* Japanese name: Naka-koganegumo
* Scientific name: Argiope bruennichii
* Description: You wouldn't really mistake this spider for a wasp, but its egg-shaped abdomen is dramatically striped in yellow, black and white, and the legs too are striped, though the overall pattern is perhaps more tigerish than wasplike. In any case, the coloration has the same function of that of a wasp. It says: "I'm dangerous, stay away." This is a fairly large spider, with a fat bulbous abdomen, a white thorax and head and a total body length of 2-2.5 cm. The legs, too, are some 2.5 cm long. There is another obvious identifying feature of this animal, however: on its web, the spider weaves a zig-zag pattern of silk (not seen in this photo), sometimes as an X-shape. This pattern is called a stabilimentum, from the idea that the silk stabilizes the web — but more of this later.

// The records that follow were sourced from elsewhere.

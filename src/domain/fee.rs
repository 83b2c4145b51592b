use rust_decimal::{Decimal, RoundingStrategy};
use serde::{Deserialize, Serialize};

use super::ValidationError;

/// Number of decimal places kept on every monetary amount
pub const MONEY_SCALE: u32 = 2;

/// Round a monetary amount half-up to two decimal places
///
/// `MidpointAwayFromZero` is half-up for the non-negative amounts this service deals with. The
/// result is always rescaled to two places so that `402.5` is rendered as `402.50`.
pub fn round_money(amount: Decimal) -> Decimal {
    let mut rounded =
        amount.round_dp_with_strategy(MONEY_SCALE, RoundingStrategy::MidpointAwayFromZero);
    rounded.rescale(MONEY_SCALE);
    rounded
}

/// Tax and gross amounts derived from a net amount
#[derive(Clone, Copy, Debug, PartialEq, Eq)]
pub struct FeeBreakdown {
    pub net: Decimal,
    pub tax_amount: Decimal,
    pub gross: Decimal,
}

impl FeeBreakdown {
    pub fn zero() -> Self {
        Self {
            net: round_money(Decimal::ZERO),
            tax_amount: round_money(Decimal::ZERO),
            gross: round_money(Decimal::ZERO),
        }
    }
}

/// Compute the tax and gross amounts for a net amount
pub fn compute(amount: Decimal, tax_rate: Decimal) -> Result<FeeBreakdown, ValidationError> {
    validate_amount(amount)?;
    validate_tax_rate(tax_rate)?;

    // Amounts carry at most two places, so rescaling `net` is exact
    let net = round_money(amount);
    let tax_amount = round_money(amount * tax_rate / Decimal::ONE_HUNDRED);

    Ok(FeeBreakdown {
        net,
        tax_amount,
        gross: net + tax_amount,
    })
}

fn validate_amount(amount: Decimal) -> Result<(), ValidationError> {
    if amount < Decimal::ZERO {
        return Err(ValidationError::new(format!(
            "fee amount must not be negative, got {amount}"
        )));
    }
    if amount.normalize().scale() > MONEY_SCALE {
        return Err(ValidationError::new(format!(
            "fee amount must have at most {MONEY_SCALE} decimal places, got {amount}"
        )));
    }
    Ok(())
}

fn validate_tax_rate(tax_rate: Decimal) -> Result<(), ValidationError> {
    if tax_rate < Decimal::ZERO || tax_rate > Decimal::ONE_HUNDRED {
        return Err(ValidationError::new(format!(
            "tax rate must be between 0 and 100, got {tax_rate}"
        )));
    }
    Ok(())
}

/// Monetary amount with an associated tax rate
///
/// Only the net amount and the rate are stored, tax and gross amounts are derived on demand.
#[derive(Clone, Debug, PartialEq, Eq, Serialize, Deserialize)]
#[serde(try_from = "RawTaxableFee", rename_all = "camelCase")]
pub struct TaxableFee {
    amount: Decimal,
    currency: String,
    /// Percentage between 0 and 100
    tax_rate: Decimal,
}

impl TaxableFee {
    pub fn new(
        amount: Decimal,
        currency: impl Into<String>,
        tax_rate: Decimal,
    ) -> Result<Self, ValidationError> {
        validate_amount(amount)?;
        validate_tax_rate(tax_rate)?;
        let currency = normalize_currency(&currency.into())?;

        Ok(Self {
            amount,
            currency,
            tax_rate,
        })
    }

    /// A zero fee, used for fees a plan does not charge
    pub fn free(currency: impl Into<String>) -> Result<Self, ValidationError> {
        Self::new(Decimal::ZERO, currency, Decimal::ZERO)
    }

    pub fn amount(&self) -> Decimal {
        self.amount
    }

    pub fn currency(&self) -> &str {
        &self.currency
    }

    pub fn tax_rate(&self) -> Decimal {
        self.tax_rate
    }

    pub fn is_zero(&self) -> bool {
        self.amount.is_zero()
    }

    pub fn breakdown(&self) -> FeeBreakdown {
        // Both fields were validated on construction
        compute(self.amount, self.tax_rate).unwrap_or_else(|_| FeeBreakdown::zero())
    }

    pub fn tax_amount(&self) -> Decimal {
        self.breakdown().tax_amount
    }

    pub fn gross_amount(&self) -> Decimal {
        self.breakdown().gross
    }
}

/// Currency codes are three ASCII letters, stored upper-case
pub fn normalize_currency(currency: &str) -> Result<String, ValidationError> {
    let code = currency.trim();
    if code.len() != 3 || !code.chars().all(|c| c.is_ascii_alphabetic()) {
        return Err(ValidationError::new(format!(
            "currency must be a three-letter code, got '{currency}'"
        )));
    }
    Ok(code.to_ascii_uppercase())
}

#[derive(Deserialize)]
#[serde(rename_all = "camelCase")]
struct RawTaxableFee {
    amount: Decimal,
    currency: String,
    #[serde(default)]
    tax_rate: Decimal,
}

impl TryFrom<RawTaxableFee> for TaxableFee {
    type Error = ValidationError;

    fn try_from(raw: RawTaxableFee) -> Result<Self, Self::Error> {
        Self::new(raw.amount, raw.currency, raw.tax_rate)
    }
}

* Where to find them: In paddy fields, gardens, forests and on plains from Honshu to Kyushu and Okinawa. The web is built very early every morning, in a low place in bushes. Each evening the female (the females spin the webs) consumes the silk, and rebuilds the web the next day. If you gently touch the web with a twig, the spider will bounce on it, shaking the structure with her legs. This is thought to help locate a prey item that has been caught.
* Food: Small flying insects, such as aphids and dragonflies, crickets, grasshoppers and moths. The wasp spider will happily eat a wasp that gets trapped in her silk.
* Special features: Wasp spiders make patterns on the web, perhaps to provide structural support, or perhaps in order to lure insects. Another idea is that the three-dimensional additions the female makes to the spiral structure of the web have an antipredator function. The silk she uses is a non-sticky kind used to build support lines, and could form a barrier function to repel animals from the web that are too large to trap. Field surveys have found that spiders with a wider abdomen and a smaller web constructed more barrier webs. This suggests an antipredatory function, because well-fed individuals, with fat abdomens, will put more effort into defense than trapping prey. Males, incidentally, are tiny — only 5-9 mm long — and creep up on females after they have molted, when the female's body is still soft. Males often choose this vulnerable moment to try to copulate with females.